Podríamos citar numerosos ejemplos, momentos y secuencias que por derecho propio permanecen entre lo más valioso legado por el cine norteamericano de su tiempo. Pero lo cierto es la perenne presencia de una delicadeza, autenticidad y sencillez en todo su metraje, reveladora de esa mirada contemplativa y sensible, sincera y crítica al mismo tiempo. Una visión en suma que muestra en la pantalla una manera de entender la existencia que forjó aquellos primeros pasos de la vida norteamericana, en cuyo contexto la importancia de la religión, el respeto a la familia y una cierta ritualidad en los comportamientos, supusieron los principales aliados a la hora de consolidar y aunar la personalidad de un pueblo como este, diseminado en tantas personalidades diferentes e incluso opuestas. Es por ello que esa secuencia final, con la reunión de la anciana Mary con su hijo, acompañados del dr. Shingle y de la joven muchacha que conoció de niña, realizando la bendición de los sencillos comensales que van a compartir, suponen un instante puede que insignificante desde el punto de vista estrictamente narrativo, pero que en su plasmación fílmica adquieren una fuerza emocional irresistible. En esa sencilla ceremonia asumirán el peso de una andadura en la que las dificultades quizá han quedado en segundo término, pero ante la cual todos comprenderán los sentimientos y enseñanzas brindadas por el recio y justo reverendo que moduló con su sentido de la justicia y rectitud, la andadura vital de esa madre y ese hijo que han decidido tomar la memoria de Wilkins, para disfrutar del resto de su existencia. Todo ello en un rito plasmado con una sinceridad tal que logran contagiar al espectador al asistir este a un íntimo y tardío acto de amor, que adquiere incluso resonancias místicas.

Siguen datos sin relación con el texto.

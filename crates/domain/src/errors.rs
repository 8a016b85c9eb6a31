//! Error types used throughout the application

use serde::{Deserialize, Serialize};
use thiserror::Error;

/// Main error type for regsync
#[derive(Error, Debug, Clone, PartialEq, Eq, Serialize, Deserialize)]
#[serde(tag = "type", content = "message")]
pub enum RegSyncError {
    #[error("Database error: {0}")]
    Database(String),

    #[error("Configuration error: {0}")]
    Config(String),

    #[error("Network error: {0}")]
    Network(String),

    #[error("Registry error: {0}")]
    Registry(String),

    #[error("Not found: {0}")]
    NotFound(String),

    #[error("Invalid input: {0}")]
    InvalidInput(String),

    #[error("Security error: {0}")]
    Security(String),

    #[error("Internal error: {0}")]
    Internal(String),
}

/// Result type alias for regsync operations
pub type Result<T> = std::result::Result<T, RegSyncError>;
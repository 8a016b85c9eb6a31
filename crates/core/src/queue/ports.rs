//! Port interfaces for the export queue

use std::collections::HashMap;

use async_trait::async_trait;
use regsync_domain::{ObjectType, QueueConsumeKey, QueueEntry, Result};

/// Durable backlog of re-sync signals.
#[async_trait]
pub trait ExportQueueRepository: Send + Sync {
    /// Insert, or refresh type and timestamps of the entry stored under
    /// `(object_id, house_id)`. Refreshing revives a consumed entry.
    async fn upsert(&self, entry: &QueueEntry) -> Result<()>;

    async fn find(&self, object_id: &str, house_id: &str) -> Result<Option<QueueEntry>>;

    /// Unconsumed entries of `types` with `eligible_at <= now`, oldest first.
    async fn eligible(&self, types: &[ObjectType], now: i64) -> Result<Vec<QueueEntry>>;

    /// Delete entries whose `enqueued_at` still matches the key.
    async fn delete_consumed(&self, keys: &[QueueConsumeKey]) -> Result<usize>;

    /// Flag entries whose `enqueued_at` still matches the key as consumed.
    async fn mark_consumed(&self, keys: &[QueueConsumeKey], consumed_at: i64) -> Result<usize>;

    /// Delete entries consumed before `older_than`.
    async fn purge_consumed(&self, older_than: i64) -> Result<usize>;
}

/// Resolves which providers manage which houses.
#[async_trait]
pub trait HouseProviderResolver: Send + Sync {
    /// `provider_id -> [house_id, ...]`; houses without a provider are absent.
    async fn resolve_providers_for_houses(
        &self,
        house_ids: &[String],
    ) -> Result<HashMap<String, Vec<String>>>;
}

Dudo mucho que pese a su larga filmografía, Brown llegara a rodar otra película de similar grado de grandeza del que nos ocupa. Hace unos meses participé en una encuesta en la que tenía que señalar los que a mi juicio eran los quince mejores films de los años treinta. Si en aquel momento hubiera conocido OF HUMAN HEARTS, sin duda hubiera sido uno de los títulos a engrosar en dicha relación. He llegado tarde a ello, pero bienvenido sea el disfrute de una de las películas más hermosas del cine norteamericano de aquellos años, máxime cuando sus cualidades aún no han recibido el reconocimiento que merece este prodigio de sensibilidad plasmado por Clarence Brown con auténtica mano maestra.